[Collected data]
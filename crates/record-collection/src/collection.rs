//! The chainable record collection.
//!
//! [`RecordCollection`] owns an ordered `Vec<Record>`. Chaining methods take
//! `&mut self`, replace the owned records, and return `&mut Self`; query
//! methods borrow and return a derived value.

use indexmap::IndexMap;
use serde::de::DeserializeOwned;
use serde::{Deserialize, Serialize};
use serde_json::Value;
use tracing::{debug, trace};

use crate::clause::Clause;
use crate::compare::{loose_eq, strict_eq};
use crate::error::{CollectionError, Result};
use crate::op::Op;
use crate::ordering::{compare_by_orderings, Dir, OrderBy};
use crate::query::Query;
use crate::value::{field, group_key, into_record, type_name, Record};

/// An ordered, chainable collection of records.
///
/// # Example
///
/// ```
/// use record_collection::{Dir, RecordCollection};
/// use serde_json::json;
///
/// let mut people = RecordCollection::from_value(json!([
///     {"id": 1, "name": "Al"},
///     {"id": 2, "name": "Bo"},
///     {"id": 3, "name": "Al"},
/// ]))
/// .unwrap();
///
/// people.where_eq("name", "Al").order_by("id", Dir::Desc);
/// assert_eq!(people.pluck("id"), vec![json!(3), json!(1)]);
/// ```
#[derive(Debug, Clone, Default, PartialEq, Serialize, Deserialize)]
#[serde(transparent)]
pub struct RecordCollection {
    items: Vec<Record>,
}
//! SQL `LIKE` pattern matching.
//!
//! A pattern is literal text in which `%` stands for "zero or more of any
//! character". Every other character, including regex metacharacters, is
//! matched literally. Matching is case-insensitive and anchored at both ends,
//! so `"A%"` means "starts with a" and `"%a%"` means "contains a".

use regex::{Regex, RegexBuilder};
use serde_json::Value;

use crate::error::Result;
use crate::value::scalar_text;

/// The wildcard character.
pub const WILDCARD: char = '%';

/// A compiled `LIKE` pattern.
///
/// # Example
///
/// ```
/// use record_collection::LikePattern;
///
/// let pattern = LikePattern::compile("a%").unwrap();
/// assert!(pattern.is_match("Alice"));
/// assert!(!pattern.is_match("Bob"));
///
/// // Metacharacters are literal.
/// let dotted = LikePattern::compile("v1.2%").unwrap();
/// assert!(dotted.is_match("v1.2.3"));
/// assert!(!dotted.is_match("v102"));
/// ```
#[derive(Debug, Clone)]
pub struct LikePattern {
    source: String,
    regex: Regex,
}

impl LikePattern {
    /// Compiles a pattern into an anchored, case-insensitive matcher.
    ///
    /// Fails only when the translated expression exceeds the regex size
    /// limit.
    pub fn compile(pattern: &str) -> Result<Self> {
        let regex = RegexBuilder::new(&translate(pattern))
            .case_insensitive(true)
            .dot_matches_new_line(true)
            .build()?;
        Ok(LikePattern {
            source: pattern.to_string(),
            regex,
        })
    }

    /// The pattern as written.
    pub fn as_str(&self) -> &str {
        &self.source
    }

    /// Tests a string against the pattern.
    pub fn is_match(&self, text: &str) -> bool {
        self.regex.is_match(text)
    }

    /// Tests a field value against the pattern.
    ///
    /// Strings, numbers, and booleans match on their text; `null` and
    /// containers never match.
    pub fn matches_value(&self, value: &Value) -> bool {
        scalar_text(value).is_some_and(|text| self.is_match(&text))
    }
}

impl PartialEq for LikePattern {
    fn eq(&self, other: &Self) -> bool {
        self.source == other.source
    }
}

/// Translates a `LIKE` pattern into regex source.
fn translate(pattern: &str) -> String {
    let mut out = String::with_capacity(pattern.len() + 8);
    out.push('^');
    for (i, literal) in pattern.split(WILDCARD).enumerate() {
        if i > 0 {
            out.push_str(".*");
        }
        out.push_str(&regex::escape(literal));
    }
    out.push('$');
    out
}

**Prompt:**
Find the word "RegexBuilder" in the entries. Copy each line that holds it.

**Written answer:**
use regex::{Regex, RegexBuilder};
        let regex = RegexBuilder::new(&translate(pattern))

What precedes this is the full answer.